Weathering the Storm
After the initial shock of the COVID-19 pandemic lockdowns when the business wasn’t generating any sales, goodr came out the other side and has been doing well ever since.
There were several factors that contributed to goodr’s success during that challenging time, according to Lease.
“We were a fun, vibrant brand, and the world could use a smile on its face,” he said. “We’re a $25-$35 price point, so even during these times it’s a very affordable thing.”
Even when stores weren’t open, goodr was selling direct-to-consumer. Lease said its current overall business is about 60% DTC and 40% wholesale. The company owns one store of its own called the Cabana in Venice.
Keeping Ahead of the Knockoffs
In early 2018, goodr saw a competitor that was trying to ape its style and price point. Lease saw it as a gift.
“They made us realize there’s not a lot of patents in the eyewear industry,” he said. “It made us realize we can’t get complacent.

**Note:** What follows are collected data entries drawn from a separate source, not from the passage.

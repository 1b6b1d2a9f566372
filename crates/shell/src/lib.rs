// SPDX-FileCopyrightText: 2025 Caspar Water Company
//
// SPDX-License-Identifier: Apache-2.0

//! Script shell for the virtual computer.
//!
//! A [`Shell`] owns one resumable [`Machine`], an environment and a
//! console. The host ticks it once per frame; running scripts get a fixed
//! time slice per tick and reach the disks through the participant's
//! [`diskfs::DiskRegistry`].

pub mod agent;
pub mod compiler;
pub mod config;
pub mod console;
pub mod env;
pub mod error;
pub mod intrinsics;
pub mod lexer;
pub mod shell;
pub mod value;
pub mod vm;

pub use agent::AgentContext;
pub use compiler::{Mode, compile};
pub use config::ShellConfig;
pub use console::Console;
pub use env::{Environment, PropertyOutcome, SetProperty, SideEffect};
pub use error::{Result, ScriptError};
pub use intrinsics::ShellRequest;
pub use shell::{PRESERVED_GLOBALS, STACK_AT_BREAK, Shell, ShellState};
pub use value::Value;
pub use vm::{Host, Machine, NativeResult, PendingCall, RunOutcome};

We can’t rest on our laurels. We have to constantly be creating energy, doing fun things.”
The next month goodr launched its second product, BFG, which gained notice in Men’s Health and Runner’s World magazines.
That also sparked part of the company’s strategy to launch limited editions every year and constantly add new models.
“We realize there is other competition out there,” Lease said. “But we just try and be the best versions of ourselves, understanding we can’t be complacent.”